Lalu pada tahun 2024, dia mengurus perizinan hingga terbitlah Nomor Induk Berusaha (NIB) yang diurusnya online melalui Online Single Submission (OSS) aplikasi perizinan terpadu. Hanya saja terbitnya NIB tidak berbarengan dengan KKPR yang hingga kini tak kunjung terbit.

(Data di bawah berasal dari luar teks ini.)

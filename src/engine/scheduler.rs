use std::{cell::RefCell, rc::Rc};

use web_sys::{
    wasm_bindgen::{prelude::Closure, JsCast},
    Window,
};

use crate::{error::Error, utils::get_window};

/// Schedules the engine's frame callback.
///
/// The engine keeps at most one frame outstanding: it requests a frame when
/// the first particle appears and again at the end of every tick that leaves
/// particles alive. The host calls [`ParticleEngine::tick`] when the frame
/// fires.
///
/// [`ParticleEngine::tick`]: super::ParticleEngine::tick
pub trait FrameScheduler {
    /// Requests one frame. Does nothing if a frame is already pending.
    fn request_frame(&mut self);

    /// Cancels the pending frame, if any.
    fn cancel_frame(&mut self);

    /// Marks the pending frame as delivered.
    ///
    /// Called by the engine at the start of every tick.
    fn frame_delivered(&mut self);

    /// Returns whether a frame is pending.
    fn is_pending(&self) -> bool;
}

/// A scheduler driven by hand.
///
/// Useful when the host owns the frame loop (or in tests): check
/// [`ManualScheduler::is_pending`] and call `tick` yourself.
#[derive(Debug, Default, Clone)]
pub struct ManualScheduler {
    pending: bool,
    requests: usize,
    cancellations: usize,
}

impl ManualScheduler {
    /// Constructs a new [`ManualScheduler`].
    pub fn new() -> Self {
        Self::default()
    }

    /// Number of frames requested so far.
    pub fn requests(&self) -> usize {
        self.requests
    }

    /// Number of pending frames cancelled so far.
    pub fn cancellations(&self) -> usize {
        self.cancellations
    }
}

impl FrameScheduler for ManualScheduler {
    fn request_frame(&mut self) {
        if !self.pending {
            self.pending = true;
            self.requests += 1;
        }
    }

    fn cancel_frame(&mut self) {
        if self.pending {
            self.pending = false;
            self.cancellations += 1;
        }
    }

    fn frame_delivered(&mut self) {
        self.pending = false;
    }

    fn is_pending(&self) -> bool {
        self.pending
    }
}

/// Shared slot holding the frame callback.
type CallbackSlot = Rc<RefCell<Option<Closure<dyn FnMut()>>>>;

/// A scheduler backed by [`requestAnimationFrame`].
///
/// The callback is installed after construction with
/// [`AnimationFrameScheduler::set_callback`], because it usually needs a
/// handle to the engine that owns this scheduler.
///
/// [`requestAnimationFrame`]: https://developer.mozilla.org/en-US/docs/Web/API/Window/requestAnimationFrame
#[derive(Debug)]
pub struct AnimationFrameScheduler {
    /// Window used to request frames.
    window: Window,
    /// Frame callback.
    callback: CallbackSlot,
    /// Handle of the pending request.
    pending: Option<i32>,
}

impl AnimationFrameScheduler {
    /// Constructs a new [`AnimationFrameScheduler`] without a callback.
    pub fn new() -> Result<Self, Error> {
        Ok(Self {
            window: get_window()?,
            callback: Rc::new(RefCell::new(None)),
            pending: None,
        })
    }

    /// Sets the function invoked on every requested frame.
    pub fn set_callback<F>(&self, callback: F)
    where
        F: FnMut() + 'static,
    {
        *self.callback.borrow_mut() = Some(Closure::wrap(Box::new(callback) as Box<dyn FnMut()>));
    }
}

impl FrameScheduler for AnimationFrameScheduler {
    fn request_frame(&mut self) {
        if self.pending.is_some() {
            return;
        }
        let callback = self.callback.borrow();
        let Some(callback) = callback.as_ref() else {
            log::warn!("frame requested before a callback was set");
            return;
        };
        match self
            .window
            .request_animation_frame(callback.as_ref().unchecked_ref())
        {
            Ok(handle) => self.pending = Some(handle),
            Err(err) => log::warn!("requestAnimationFrame failed: {err:?}"),
        }
    }

    fn cancel_frame(&mut self) {
        if let Some(handle) = self.pending.take() {
            let _ = self.window.cancel_animation_frame(handle);
        }
    }

    fn frame_delivered(&mut self) {
        self.pending = None;
    }

    fn is_pending(&self) -> bool {
        self.pending.is_some()
    }
}

impl Drop for AnimationFrameScheduler {
    fn drop(&mut self) {
        self.cancel_frame();
    }
}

“Saya dengan partner mendirikan bangunan dan berinvestasi juga berdasarkan kajian karena Pemuteran kawasan pariwisata, RTRW-nya jelas. Saya sudah ikuti proses regulasi perizinan sesuai ketentuan pemerintah, sudah ada NIB, sehingga kami berani membangun. Secara undang-undang cipta kerja kalau sudah mengantongi NIB sudah mendapat legalitas pelaku usaha untuk pengadaan tanah, membangun, pemenuhan sarana termasuk perekrutan SDM,” terang Arya Astawa yang juga tokoh pelaku pariwisata Buleleng ini.
Menurutnya, jauh sebelum pemberhentian sementara proyek pembangunan villanya itu, sudah berkonsultasi untuk studi kelayakan sempadan pantai dan dinyatakan tidak masalah. Dia pun mengaku belum mengetahui pasti mampetnya pengurusan KKPR untuk berinvestasi di Buleleng.
Arya Astawa pun berharap kedepannya pemerintah daerah mengambil kebijakan dalam hal perizinan agar tidak menghambat investor menanamkan modalnya di Buleleng. Terlebih menurutnya Pendapatan Asli Daerah (PAD) Buleleng menyerupai PAD Bali yang 60 persennya bergantung pada sektor pariwisata.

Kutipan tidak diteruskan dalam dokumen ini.